Kathy Kituai: Poet, diarist has been an assistant editor for The Institute of PNG Studies, creative editor for Muse and tanka editor for Cattails, facilitated creative writing courses in Scotland, SA, NSW, and ACT since 1990, and is published in Japan, UK, USA, Canada, India, New Zealand, PNG and Australia. She served as a host for Poetry at Manning Clark House and as vice president for FAW,, founded and facilitated Limestone Tanka Poets (10 years), was on the Lake George (Weereewa) festival board, received ARTS ACT Funding (twice), and two Canberra Critic awards. The Art of Catching Jam Before it Burns, (new and selected poetry, 1992 --- 2023) is her latest publication.
Kerrie Nelson is a Canberra poet who writes as K A Nelson. She is a former Australian Public Servant who spent most of her career working with Aboriginal and Torres Strait Islander peoples, organisations and communities. She came to poetry early in her life and then came back to it much later, winning the Judith Wright Poetry Prize for New and Emerging Poets in 2010.
In 2015 Nelson’s first pamphlet of printed poems, A Chosen Life, appeared with Cait Wait’s paintings in an exhibition and reading at The Residency in Alice Springs. Two full-length collections published by Recent Work Press followed: Inlandia (2018) and Meaty Bones (2023), both were highly commended in the ACT Writers’ Centre publishing award (now Marion). Meaty Bones also received a Canberra Critics Circle Award late last year. Geoff Page reviewed Meaty Bones for Quadrant in April this year and Kimberly Williams and ArtSound FM interviewed Nelson for their ‘Poets on the Radio’ series.

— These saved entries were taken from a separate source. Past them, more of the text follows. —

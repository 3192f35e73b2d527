// This Source Code Form is subject to the terms of the Mozilla Public
// License, v. 2.0. If a copy of the MPL was not distributed with this
// file, You can obtain one at https://mozilla.org/MPL/2.0/.

//! Label completion around a node.
//!
//! Both node stars (the directed-edge star of the overlay graph and the
//! bundle star used by relate) complete their labels the same way, so the
//! logic lives here and works on the labels in counter-clockwise order.

use geo_lite_core::{locate_in_area, Coordinate, Geometry, Location};

use crate::error::{Error, Result};
use crate::label::Label;
use crate::position::Position;

/// Completes the labels of the edge ends around the node at `coord`.
///
/// Side locations are propagated around the star first. Locations still
/// missing afterwards are found by locating the node in the corresponding
/// input, except where a line end lies on a collapsed area boundary, which
/// is treated as exterior.
pub fn compute_star_labelling(labels: &mut [Label], coord: Coordinate, args: [&Geometry; 2]) -> Result<()> {
    for geom_index in 0..2 {
        propagate_side_labels(labels, geom_index, coord)?;
    }

    let mut has_dimensional_collapse = [false; 2];
    for label in labels.iter() {
        for (i, collapsed) in has_dimensional_collapse.iter_mut().enumerate() {
            if label.is_line(i) && label.location_on(i) == Some(Location::Boundary) {
                *collapsed = true;
            }
        }
    }

    let mut located: [Option<Location>; 2] = [None; 2];
    for label in labels.iter_mut() {
        for i in 0..2 {
            if !label.is_any_null(i) {
                continue;
            }
            let loc = if has_dimensional_collapse[i] {
                Location::Exterior
            } else {
                *located[i].get_or_insert_with(|| locate_in_area(&coord, args[i]))
            };
            label.set_all_locations_if_null(i, Some(loc));
        }
    }
    Ok(())
}

/// Walks the star carrying the current side location of one geometry,
/// filling unknown sides and checking known ones for consistency.
fn propagate_side_labels(labels: &mut [Label], geom_index: usize, coord: Coordinate) -> Result<()> {
    // Left of the last area end is the location entering the first one.
    let mut start_loc = None;
    for label in labels.iter() {
        if label.is_area_of(geom_index) {
            if let Some(left) = label.location(geom_index, Position::Left) {
                start_loc = Some(left);
            }
        }
    }
    let Some(mut curr_loc) = start_loc else {
        return Ok(());
    };

    for label in labels.iter_mut() {
        if label.location_on(geom_index).is_none() {
            label.set_location_on(geom_index, Some(curr_loc));
        }
        if !label.is_area_of(geom_index) {
            continue;
        }
        let left = label.location(geom_index, Position::Left);
        match label.location(geom_index, Position::Right) {
            Some(right) => {
                if right != curr_loc {
                    return Err(Error::topology("side location conflict", Some(coord)));
                }
                let Some(left) = left else {
                    return Err(Error::topology("found single null side", Some(coord)));
                };
                curr_loc = left;
            }
            None => {
                label.set_location(geom_index, Position::Right, Some(curr_loc));
                label.set_location(geom_index, Position::Left, Some(curr_loc));
            }
        }
    }
    Ok(())
}

#[cfg(test)]
mod tests {
    use super::*;
    use geo_lite_core::{LineString, Polygon};
    use Location::{Boundary, Exterior, Interior};

    fn square() -> Geometry {
        Polygon::new(
            vec![(0.0, 0.0), (10.0, 0.0), (10.0, 10.0), (0.0, 10.0), (0.0, 0.0)].try_into().unwrap(),
            vec![],
        )
        .into()
    }

    fn line() -> Geometry {
        LineString::from(vec![(0.0, 0.0), (1.0, 1.0)]).into()
    }

    #[test]
    fn sides_propagate_to_unlabelled_area_ends() {
        // Two boundary ends of geometry 0 with an unlabelled end between.
        let mut labels = vec![
            Label::for_geometry_area(0, Boundary, Interior, Exterior),
            Label::new_area(None, None, None),
            Label::for_geometry_area(0, Boundary, Exterior, Interior),
        ];
        let a = square();
        let b = line();
        compute_star_labelling(&mut labels, Coordinate::new(20.0, 20.0), [&a, &b]).unwrap();
        assert_eq!(labels[1].location(0, Position::Left), Some(Interior));
        assert_eq!(labels[1].location(0, Position::Right), Some(Interior));
        assert_eq!(labels[1].location_on(0), Some(Interior));
    }

    #[test]
    fn conflicting_sides_are_a_topology_error() {
        let mut labels = vec![
            Label::for_geometry_area(0, Boundary, Exterior, Interior),
            Label::for_geometry_area(0, Boundary, Exterior, Interior),
        ];
        let a = square();
        let b = line();
        let err = compute_star_labelling(&mut labels, Coordinate::new(0.0, 0.0), [&a, &b]).unwrap_err();
        assert!(err.is_topology());
    }

    #[test]
    fn missing_geometry_is_located_at_node() {
        let mut labels = vec![Label::for_geometry(1, Interior)];
        let a = square();
        let b = line();
        compute_star_labelling(&mut labels, Coordinate::new(5.0, 5.0), [&a, &b]).unwrap();
        assert_eq!(labels[0].location_on(0), Some(Interior));
    }

    #[test]
    fn collapsed_boundary_is_exterior() {
        let mut labels = vec![Label::for_geometry(0, Boundary), Label::for_geometry(1, Interior)];
        let a = square();
        let b = line();
        compute_star_labelling(&mut labels, Coordinate::new(5.0, 5.0), [&a, &b]).unwrap();
        assert_eq!(labels[1].location_on(0), Some(Exterior));
    }
}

Publications of poems have appears in Best Australian Poems, Mascara Literary Journal, Rabbit Literary Journal, Not Very Quiet, Arena among others. Poems have been included in many anthologies too.
In 2021 K A Nelson graduated from the University of Canberra’s Masters by Research degree. Her exegesis explored white privilege and its legacy in Australia. The creative component, a memoir with poetry, is entitled Searching for the Glad Tomorrow, focused on lessons from her working life.
Kerrie coordinated the poetry readings at MCH for a year, inheriting that honour from Kathy Kituai and handing it on to Hazel Hall. She says it’s always a pleasure reading at MCH because it was the first place she read her work in 2013 as a novice, with her mother and daughter present.